If the recent past is any indication of what the future might bring, we could expect investors to continue their preference for capital preservation this year. But an early look at inflows for the first full week of 2013 paints a slightly different picture, with inflows into equities--comprising U.S. stock, sector stock, and international stock funds--exceeding $22 billion, and flows for taxable and tax-exempt bond funds coming in closer to $6 billion. While we are a bit surprised by the magnitude of the equity inflows, the fact that there were inflows is not too surprising, given the amount of portfolio rebalancing that typically takes place in the first part of any calendar year. We also note that the majority of the flows, especially for U.S. stock and sector stock funds, appear to have been driven by passively managed products--index funds and exchange-traded funds--which basically have become the default option for investors looking to gain equity exposure. Given the investment climate we've seen over the past five years, in which investors have shown a willingness to increase their risk appetites during stable and expanding markets, only to pull back dramatically during broader market declines, we're not convinced that this is the start of a trend.

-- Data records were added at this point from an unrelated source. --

//! Product identifier used to key cart line items.
//!
//! IDs come from the product source and are opaque to the cart: two line items
//! are the same item exactly when their IDs compare equal.

use core::fmt;

use serde::{Deserialize, Serialize};

/// Opaque, stable product identifier.
///
/// Serialized as a bare string (`#[serde(transparent)]`) so persisted carts
/// keep the `"id": "..."` shape.
///
/// # Example
///
/// ```rust
/// # use gomarket_core::ProductId;
/// let id = ProductId::new("p1");
/// assert_eq!(id.as_str(), "p1");
/// assert_eq!(id.to_string(), "p1");
/// ```
#[derive(Debug, Clone, PartialEq, Eq, Hash, PartialOrd, Ord, Serialize, Deserialize)]
#[serde(transparent)]
pub struct ProductId(String);

impl ProductId {
    /// Create a new product ID.
    #[must_use]
    pub fn new(id: impl Into<String>) -> Self {
        Self(id.into())
    }

    /// Returns the ID as a string slice.
    #[must_use]
    pub fn as_str(&self) -> &str {
        &self.0
    }

    /// Consumes the ID and returns its inner string.
    #[must_use]
    pub fn into_inner(self) -> String {
        self.0
    }
}

impl fmt::Display for ProductId {
    fn fmt(&self, f: &mut fmt::Formatter<'_>) -> fmt::Result {
        f.pad(&self.0)
    }
}

impl AsRef<str> for ProductId {
    fn as_ref(&self) -> &str {
        &self.0
    }
}

impl From<String> for ProductId {
    fn from(id: String) -> Self {
        Self(id)
    }
}

impl From<&str> for ProductId {
    fn from(id: &str) -> Self {
        Self(id.to_owned())
    }
}

impl From<ProductId> for String {
    fn from(id: ProductId) -> Self {
        id.0
    }
}
//! Line item quantity.

use core::fmt;
use core::num::NonZeroU32;

use serde::{Deserialize, Serialize};

/// Errors that can occur when constructing a [`Quantity`].
#[derive(thiserror::Error, Debug, Clone, PartialEq, Eq)]
pub enum QuantityError {
    /// Line items always hold at least one unit.
    #[error("quantity must be at least 1")]
    Zero,
}

/// Number of units of a product in the cart.
///
/// Zero is unrepresentable: a line item exists only while it holds at least
/// one unit, and decrementing stops at one. Deserializing `0` fails.
#[derive(Debug, Clone, Copy, PartialEq, Eq, Hash, PartialOrd, Ord, Serialize, Deserialize)]
#[serde(transparent)]
pub struct Quantity(NonZeroU32);

impl Quantity {
    /// A single unit; the quantity of every newly added line item.
    pub const ONE: Self = Self(NonZeroU32::MIN);

    /// Create a quantity from a raw count.
    ///
    /// # Errors
    ///
    /// Returns [`QuantityError::Zero`] if `count` is zero.
    pub fn new(count: u32) -> Result<Self, QuantityError> {
        NonZeroU32::new(count).map(Self).ok_or(QuantityError::Zero)
    }

    /// Get the raw count.
    #[must_use]
    pub const fn get(self) -> u32 {
        self.0.get()
    }

    /// One more unit. Saturates at `u32::MAX`.
    #[must_use]
    pub const fn incremented(self) -> Self {
        Self(self.0.saturating_add(1))
    }

    /// One fewer unit, or `None` when already at the floor of one.
    #[must_use]
    pub fn decremented(self) -> Option<Self> {
        NonZeroU32::new(self.0.get() - 1).map(Self)
    }
}

impl Default for Quantity {
    fn default() -> Self {
        Self::ONE
    }
}

impl fmt::Display for Quantity {
    fn fmt(&self, f: &mut fmt::Formatter<'_>) -> fmt::Result {
        fmt::Display::fmt(&self.0, f)
    }
}

impl TryFrom<u32> for Quantity {
    type Error = QuantityError;

    fn try_from(count: u32) -> Result<Self, Self::Error> {
        Self::new(count)
    }
}

impl From<Quantity> for u32 {
    fn from(quantity: Quantity) -> Self {
        quantity.get()
    }
}
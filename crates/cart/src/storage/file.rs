//! Filesystem-backed key-value store.
//!
//! [`FileStore`] keeps each key in its own file so the cart survives process
//! restarts.
//!
//! ## Layout
//!
//! ```text
//! <base_dir>/
//! └── %40GoMarket%3Aproducts     # URL-encoded key, raw value bytes
//! ```
//!
//! Writes go to `<file>.tmp` first and are renamed into place, so a reader
//! sees either the previous value or the new one.

use std::io::ErrorKind;
use std::path::{Path, PathBuf};

use async_trait::async_trait;
use tracing::debug;

use super::KeyValueStore;
use crate::error::StorageError;

/// Filesystem-backed key-value store.
#[derive(Clone, Debug)]
pub struct FileStore {
    base: PathBuf,
}

impl FileStore {
    #[must_use]
    pub fn new(base: impl Into<PathBuf>) -> Self {
        Self { base: base.into() }
    }

    /// The directory holding the stored files.
    #[must_use]
    pub fn base_dir(&self) -> &Path {
        &self.base
    }

    /// File path for `key`.
    ///
    /// # Errors
    ///
    /// Returns `StorageError::InvalidKey` for keys that would not map to a
    /// single file inside the base directory.
    pub fn path_for(&self, key: &str) -> Result<PathBuf, StorageError> {
        let encoded = urlencoding::encode(key);
        if encoded.is_empty() || encoded == "." || encoded == ".." {
            return Err(StorageError::InvalidKey(key.to_string()));
        }
        Ok(self.base.join(encoded.as_ref()))
    }
}

#[async_trait]
impl KeyValueStore for FileStore {
    async fn get(&self, key: &str) -> Result<Option<Vec<u8>>, StorageError> {
        let path = self.path_for(key)?;
        match tokio::fs::read(&path).await {
            Ok(bytes) => Ok(Some(bytes)),
            Err(e) if e.kind() == ErrorKind::NotFound => Ok(None),
            Err(e) => Err(e.into()),
        }
    }

    async fn set(&self, key: &str, value: Vec<u8>) -> Result<(), StorageError> {
        let path = self.path_for(key)?;
        let mut tmp = path.clone().into_os_string();
        tmp.push(".tmp");

        tokio::fs::create_dir_all(&self.base).await?;
        let written = match tokio::fs::write(&tmp, &value).await {
            Ok(()) => tokio::fs::rename(&tmp, &path).await,
            Err(e) => Err(e),
        };
        if let Err(e) = written {
            let _ = tokio::fs::remove_file(&tmp).await;
            return Err(e.into());
        }

        debug!(path = %path.display(), bytes = value.len(), "Wrote cart record");
        Ok(())
    }
}
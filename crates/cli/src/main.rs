//! GoMarket CLI - Inspect and modify the persisted cart.
//!
//! # Usage
//!
//! ```bash
//! # Show the cart
//! gomarket show
//!
//! # Show the raw persisted record
//! gomarket show --json
//!
//! # Add a product (increments it if already in the cart)
//! gomarket add --id p1 --title Tomato --image-url https://img.example/p1.png --price 2.50
//!
//! # Change quantities
//! gomarket increment p1
//! gomarket decrement p1
//! ```
//!
//! # Configuration
//!
//! `GOMARKET_DATA_DIR` and `GOMARKET_CART_KEY` (or a `.env` file) select
//! where the cart lives; `--data-dir` and `--key` override them.

#![cfg_attr(not(test), forbid(unsafe_code))]

use std::path::PathBuf;

use clap::{Parser, Subcommand};
use gomarket_cart::{CartConfig, CartStore};
use gomarket_core::{NewLineItem, ProductId, UnitPrice};
use tracing_subscriber::{layer::SubscriberExt, util::SubscriberInitExt};

mod commands;

#[derive(Parser)]
#[command(name = "gomarket")]
#[command(author, version, about = "GoMarket cart tools")]
struct Cli {
    /// Directory holding the cart file (overrides `GOMARKET_DATA_DIR`)
    #[arg(long, global = true)]
    data_dir: Option<PathBuf>,

    /// Storage key of the cart record (overrides `GOMARKET_CART_KEY`)
    #[arg(long, global = true)]
    key: Option<String>,

    #[command(subcommand)]
    command: Commands,
}

#[derive(Subcommand)]
enum Commands {
    /// Show the cart
    Show {
        /// Print the persisted JSON record instead of a table
        #[arg(long)]
        json: bool,
    },
    /// Add a product to the cart
    Add {
        /// Product ID
        #[arg(long)]
        id: String,

        /// Product title
        #[arg(long)]
        title: String,

        /// Product image URL
        #[arg(long, default_value = "")]
        image_url: String,

        /// Unit price
        #[arg(long)]
        price: UnitPrice,
    },
    /// Increase a line item's quantity by one
    Increment {
        /// Product ID
        id: String,
    },
    /// Decrease a line item's quantity by one (stops at one)
    Decrement {
        /// Product ID
        id: String,
    },
}

#[tokio::main]
async fn main() {
    // Logs go to stderr so `show --json` output stays machine-readable
    let env_filter = tracing_subscriber::EnvFilter::try_from_default_env()
        .unwrap_or_else(|_| "gomarket_cart=info,gomarket_cli=info".into());

    tracing_subscriber::registry()
        .with(env_filter)
        .with(tracing_subscriber::fmt::layer().with_writer(std::io::stderr))
        .init();

    let cli = Cli::parse();

    let result: Result<(), Box<dyn std::error::Error>> = run(cli).await;

    if let Err(e) = result {
        tracing::error!("Command failed: {e}");
        std::process::exit(1);
    }
}

async fn run(cli: Cli) -> Result<(), Box<dyn std::error::Error>> {
    let mut config = CartConfig::from_env()?;
    if let Some(dir) = cli.data_dir {
        config = config.with_data_dir(dir);
    }
    if let Some(key) = cli.key {
        config = config.with_storage_key(key);
    }

    let store = CartStore::open_file(&config).await;
    tracing::debug!(data_dir = %config.data_dir.display(), key = %config.storage_key, "Cart opened");

    match cli.command {
        Commands::Show { json } => commands::cart::show(&store, json)?,
        Commands::Add {
            id,
            title,
            image_url,
            price,
        } => {
            let product = NewLineItem {
                id: ProductId::new(id),
                title,
                image_url,
                price,
            };
            commands::cart::add(&store, product).await?;
        }
        Commands::Increment { id } => {
            commands::cart::increment(&store, &ProductId::new(id)).await?;
        }
        Commands::Decrement { id } => {
            commands::cart::decrement(&store, &ProductId::new(id)).await?;
        }
    }
    Ok(())
}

Outflows From Actively Managed U.S. Stock Funds Surpassed 2008 Levels Last Year
At close to $130 billion, 2012 went down as another record year of outflows from actively managed U.S. stock funds, surpassing the $108 billion that flowed out of these funds during 2008 (according to data provided by Morningstar Direct). The results were less dire when excluding the impact of American Funds, which accounted for one third of the total outflows. That said, outflows are now coming from a much wider array of managers overall, with American Funds accounting for more than 40% of total outflows during both 2010 and 2011. With nearly $15 billion flowing out of actively managed U.S. stock funds during December, the fourth quarter of 2012 became the third-worst quarter for outflows since the middle of 2008 (with the fourth quarter of 2008 and fourth quarter of 2011 at $48 billion and $45 billion, respectively).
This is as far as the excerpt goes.